▶ Work instructions:
The output must reproduce each line of the data word for word.

▶ The data:
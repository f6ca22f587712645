use serde::{Deserialize, Serialize};

use crate::gaze::domain::gaze_quadrant::GazeQuadrant;

/// A classified frame, as handed to consumers.
#[derive(Clone, Copy, Debug, PartialEq, Serialize, Deserialize)]
#[serde(rename_all = "camelCase")]
pub struct QuadrantUpdate {
    pub frame_index: usize,
    pub video_time: f64,
    pub quadrant: GazeQuadrant,
}

/// Delivers classified quadrants to whatever reads them.
///
/// The frame loop calls this once per classified frame; frames without a
/// face or with a classification failure publish nothing.
pub trait QuadrantPublisher: Send {
    fn publish(&mut self, update: QuadrantUpdate);
}

#[cfg(test)]
mod tests {
    use super::*;

    #[test]
    fn test_update_serializes_camel_case() {
        let update = QuadrantUpdate {
            frame_index: 3,
            video_time: 0.1,
            quadrant: GazeQuadrant::LowerLeft,
        };
        let json = serde_json::to_string(&update).unwrap();
        assert_eq!(json, r#"{"frameIndex":3,"videoTime":0.1,"quadrant":3}"#);
    }
}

▶ Answer section:
repository f6ca22f587712645
use serde::{Deserialize, Serialize};

use crate::gaze::domain::gaze_quadrant::GazeQuadrant;

/// A classified frame, as handed to consumers.
#[derive(Clone, Copy, Debug, PartialEq, Serialize, Deserialize)]
#[serde(rename_all = "camelCase")]
pub struct QuadrantUpdate {
    pub frame_index: usize,
    pub video_time: f64,
    pub quadrant: GazeQuadrant,
}

/// Delivers classified quadrants to whatever reads them.
///
/// The frame loop calls this once per classified frame; frames without a
/// face or with a classification failure publish nothing.
pub trait QuadrantPublisher: Send {
    fn publish(&mut self, update: QuadrantUpdate);
}

#[cfg(test)]
mod tests {
    use super::*;

    #[test]
    fn test_update_serializes_camel_case() {
        let update = QuadrantUpdate {
            frame_index: 3,
            video_time: 0.1,
            quadrant: GazeQuadrant::LowerLeft,
        };
        let json = serde_json::to_string(&update).unwrap();
        assert_eq!(json, r#"{"frameIndex":3,"videoTime":0.1,"quadrant":3}"#);
    }
}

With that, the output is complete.